There are only a few hand grinders suitable for espresso machines. Feldgrind or Lido spring to mind. They would be good for your Areopress and a Gaggia as they have very little retained grinds so you can change between espresso grind and Aeropress grind settings without a problem.


----------



## toto9012 (Sep 9, 2013)

Robbo said:


> You did the right thing by coming here for advice. (Have your wallet ready)
> 
> The Gaggia classic is a good choice if your buying second hand. There are a few tweaks and upgrades that can be done fairly easily. A big plus is that half of us own or have owned one at some point so plenty of good advice available.
> 
> There are only a few hand grinders suitable for espresso machines. Feldgrind or Lido spring to mind. They would be good for your Areopress and a Gaggia as they have very little retained grinds so you can change between espresso grind and Aeropress grind settings without a problem.


Thanks for the advice I have a Hario hand grinder with ceramic burrs. Would this be ok with the classic? It works well with the aero press.


----------



## Robbo (Feb 17, 2016)

toto9012 said:


> Thanks for the advice I have a Hario hand grinder with ceramic burrs. Would this be ok with the classic? It works well with the aero press.

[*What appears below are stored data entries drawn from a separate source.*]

//! Error types for manifest-kubectl
//!
//! Every subprocess failure carries the rendered command line and the
//! captured stderr verbatim, so callers can surface the underlying tool's
//! own diagnostics without re-formatting.

/// Result type for manifest-kubectl operations
pub type Result<T> = std::result::Result<T, Error>;

/// Errors that can occur when driving the external management tool
#[derive(Debug, thiserror::Error)]
pub enum Error {
    /// The subprocess could not be started at all
    #[error("Failed to run `{command}`: {source}")]
    Spawn {
        command: String,
        #[source]
        source: std::io::Error,
    },

    /// `apply` exited with a nonzero status
    #[error("Apply failed (`{command}`, exit code {exit_code:?}): {stderr}")]
    Apply {
        command: String,
        exit_code: Option<i32>,
        stderr: String,
    },

    /// `delete` exited with a nonzero status
    #[error("Delete failed (`{command}`, exit code {exit_code:?}): {stderr}")]
    Delete {
        command: String,
        exit_code: Option<i32>,
        stderr: String,
    },

    /// `get` exited with a nonzero status
    #[error("Query failed (`{command}`, exit code {exit_code:?}): {stderr}")]
    Query {
        command: String,
        exit_code: Option<i32>,
        stderr: String,
    },
}
//! Engine lifecycle against a real subprocess: a stub `kubectl` shell
//! script that persists applied state in a scratch file, so apply, query,
//! and delete interact the way the real tool does.

#![cfg(unix)]

use std::fs;
use std::os::unix::fs::PermissionsExt;
use std::path::{Path, PathBuf};

use manifest_core::{Reconciliation, ResetReason, SyncEngine};
use manifest_kubectl::{ConnectionContext, KubectlCluster};
use manifest_test_utils::ManifestDir;
use pretty_assertions::assert_eq;

/// Stub kubectl: `apply` creates a state file, `delete` removes it, and
/// `get` prints one item per line of the state file (or nothing when the
/// state file is absent).
fn stateful_stub(dir: &Path, state: &Path) -> PathBuf {
    let script = format!(
        r#"#!/bin/sh
STATE='{state}'
case "$1" in
apply)
    printf '/v1/ns/default/a\n' > "$STATE"
    ;;
delete)
    rm -f "$STATE"
    ;;
get)
    if [ -f "$STATE" ]; then
        printf '{{"items":[{{"metadata":{{"selflink":"/v1/ns/default/a"}}}}]}}\n'
    fi
    ;;
esac
"#,
        state = state.display()
    );

    let path = dir.join("kubectl");
    fs::write(&path, script).unwrap();
    fs::set_permissions(&path, fs::Permissions::from_mode(0o755)).unwrap();
    path
}

#[test]
fn lifecycle_through_a_real_subprocess() {
    let scratch = tempfile::tempdir().unwrap();
    let state = scratch.path().join("cluster-state");
    let kubectl = stateful_stub(scratch.path(), &state);

    let manifests = ManifestDir::new().file("a.txt", "hello");
    let context = ConnectionContext::new().with_binary(kubectl);
    let engine = SyncEngine::new(Box::new(KubectlCluster::new(context)));

    // Before any apply, nothing matches live.
    let initial = engine.refresh(manifests.path(), "").unwrap();
    assert_eq!(
        initial,
        Reconciliation::Reset {
            reason: ResetReason::NoLiveResources
        }
    );

    // Apply converges the stub cluster; the known vector fingerprint comes
    // back.
    let created = engine.create_or_update(manifests.path(), "").unwrap();
    assert_eq!(
        created.fingerprint(),
        "19185fa59780c89e966824a04d9199def308f7dd"
    );

    // A refresh with the stored fingerprint confirms stability.
    let refreshed = engine
        .refresh(manifests.path(), created.fingerprint())
        .unwrap();
    assert_eq!(created, refreshed);

    // Destroy empties the cluster; the next refresh resets.
    engine.destroy(manifests.path()).unwrap();
    let after_destroy = engine
        .refresh(manifests.path(), created.fingerprint())
        .unwrap();
    assert_eq!(
        after_destroy,
        Reconciliation::Reset {
            reason: ResetReason::NoLiveResources
        }
    );
}
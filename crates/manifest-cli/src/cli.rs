//! CLI argument parsing using clap derive

use clap::{Parser, Subcommand};
use std::path::PathBuf;

/// Manifest Sync - Reconcile manifest directories against a live cluster
#[derive(Parser, Debug)]
#[command(name = "manifest-sync")]
#[command(author, version, about, long_about = None)]
pub struct Cli {
    /// Path to the kubeconfig file
    #[arg(long, global = true, env = "KUBECONFIG")]
    pub kubeconfig: Option<PathBuf>,

    /// Namespace to operate in
    #[arg(short = 'n', long, global = true)]
    pub namespace: Option<String>,

    /// Path to the kubectl binary (defaults to kubectl on PATH)
    #[arg(long, global = true)]
    pub kubectl: Option<PathBuf>,

    /// Enable verbose output
    #[arg(short, long, global = true)]
    pub verbose: bool,

    /// The command to run
    #[command(subcommand)]
    pub command: Commands,
}

/// Available commands
#[derive(Subcommand, Debug, Clone, PartialEq, Eq)]
pub enum Commands {
    /// Apply a manifest directory and print its new fingerprint
    ///
    /// Runs `kubectl apply -f <dir>`, then reconciles. The tracked
    /// fingerprint goes to stdout; a reset prints nothing to stdout and
    /// explains why on stderr.
    Apply {
        /// Manifest directory to apply
        dir: PathBuf,

        /// Fingerprint from the last successful reconciliation
        #[arg(long, default_value = "")]
        fingerprint: String,
    },

    /// Reconcile without applying and print the fingerprint
    Refresh {
        /// Manifest directory to check
        dir: PathBuf,

        /// Fingerprint from the last successful reconciliation
        #[arg(long, default_value = "")]
        fingerprint: String,
    },

    /// Delete the resources described by a manifest directory
    Destroy {
        /// Manifest directory to delete
        dir: PathBuf,
    },

    /// Print the content digest of a manifest directory
    Hash {
        /// Manifest directory to hash
        dir: PathBuf,
    },
}
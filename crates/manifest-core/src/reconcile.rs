//! Fingerprint combination and the drift decision
//!
//! The combined fingerprint binds the manifest directory's content digest to
//! the raw live-identity string: content is hashed-then-combined, identity
//! is combined-then-hashed-once. The asymmetry is a contract — changing it
//! would change every stored fingerprint's stability guarantees.

use std::fmt;
use std::path::Path;

use crate::error::Result;
use crate::probe::probe_identity;
use manifest_kubectl::Cluster;

/// Why a tracked fingerprint was reset.
#[derive(Debug, Clone, Copy, PartialEq, Eq)]
pub enum ResetReason {
    /// No matching resources exist live.
    NoLiveResources,
    /// The freshly computed fingerprint no longer matches the stored one.
    Drifted,
}

impl fmt::Display for ResetReason {
    fn fmt(&self, f: &mut fmt::Formatter<'_>) -> fmt::Result {
        match self {
            Self::NoLiveResources => write!(f, "no matching live resources"),
            Self::Drifted => write!(f, "manifest or live state drifted"),
        }
    }
}

/// Outcome of one reconciliation pass.
#[derive(Debug, Clone, PartialEq, Eq)]
pub enum Reconciliation {
    /// Keep tracking under this fingerprint (first observation, or confirmed
    /// unchanged).
    Tracked { fingerprint: String },
    /// Stop tracking and force re-reconciliation.
    Reset { reason: ResetReason },
}

impl Reconciliation {
    /// The fingerprint to store: the empty string signals a reset, which is
    /// the contract the surrounding state-tracking layer keys off.
    pub fn fingerprint(&self) -> &str {
        match self {
            Self::Tracked { fingerprint } => fingerprint,
            Self::Reset { .. } => "",
        }
    }

    pub fn is_tracked(&self) -> bool {
        matches!(self, Self::Tracked { .. })
    }
}

/// Reconcile the manifest directory at `dir` against the live cluster.
///
/// Computes the content digest, probes the live identity, combines them into
/// one fingerprint, and decides:
///
/// 1. nothing live → reset, regardless of `previous` or manifest content
/// 2. `previous` non-empty and different → reset (drift)
/// 3. otherwise → track under the combined fingerprint
///
/// First observation (`previous` empty) and confirmed-unchanged land in the
/// same accept branch deliberately.
///
/// # Errors
///
/// A failure from either leaf aborts the pass; no fingerprint is produced
/// and the caller's stored value is left untouched.
pub fn reconcile(previous: &str, dir: &Path, cluster: &dyn Cluster) -> Result<Reconciliation> {
    let content_digest = manifest_fs::hash_directory(dir)?;
    let raw_identity = probe_identity(dir, cluster)?;

    // Raw identity links, not their digest, feed the final hash.
    let combined = manifest_fs::hash_bytes(format!("{content_digest}{raw_identity}").as_bytes());

    if raw_identity.is_empty() {
        tracing::debug!(dir = %dir.display(), "Resetting fingerprint: nothing live");
        return Ok(Reconciliation::Reset {
            reason: ResetReason::NoLiveResources,
        });
    }

    if !previous.is_empty() && previous != combined {
        tracing::debug!(
            dir = %dir.display(),
            previous,
            %combined,
            "Resetting fingerprint: drift detected"
        );
        return Ok(Reconciliation::Reset {
            reason: ResetReason::Drifted,
        });
    }

    Ok(Reconciliation::Tracked {
        fingerprint: combined,
    })
}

No it wouldnt. In fact i had a freind who recently bought a hario to pair with a classic as he was advised to get one by a coffee shop. As i expected it didnt work out and within a couple of weeks he asked me for advice on a new grinder.

The problem is firstly the range of adjustment, which has to be very fine, and secondly producing a consistent enough grind.

Keep the hario as its good for the aeropress and camping but you will probably need to spend more than you expected on a grinder for espresso. A second hand ex commercial or something like a Eurica mignon would be under £200 but last a lifetime for home use. A manual grinder for espresso would still be just over £100. I wouldnt bother with anything less. There are a few other good grinders that others may reccomend but this is just from my experience.

Good luck!


----------



## Dylan (Dec 5, 2011)

Some have struggled by with a Hario hand grinder, but even if you considered it good enough for espresso it takes forever and a day to grind for a single dose. When you get a new bean you have to 'dial in' which means getting the grind right, this means doing several shots in a row. Doing this on a Hario Hand grinder will leave you ready to throw it out the window and sell your soul to the devil for a grinder with a motor in it.


----------



## toto9012 (Sep 9, 2013)

Robbo said:


> No it wouldnt. In fact i had a freind who recently bought a hario to pair with a classic
> 
> Good luck!


Thanks to you both .....looks like I am at the start of a very long journey will look for good second hand grinder too.


----------



## BigBaines (Jan 9, 2017)

This has been helpful for me! Another newbie! thanks!


----------



## General-S-1 (Jul 27, 2015)

Thanks for all the info


----------



## IggyK (May 13, 2017)

Is the Eurica mignon just for espresso or is it multi purpose?


----------



## Jacko112 (Oct 29, 2015)

IMO more for espresso.


----------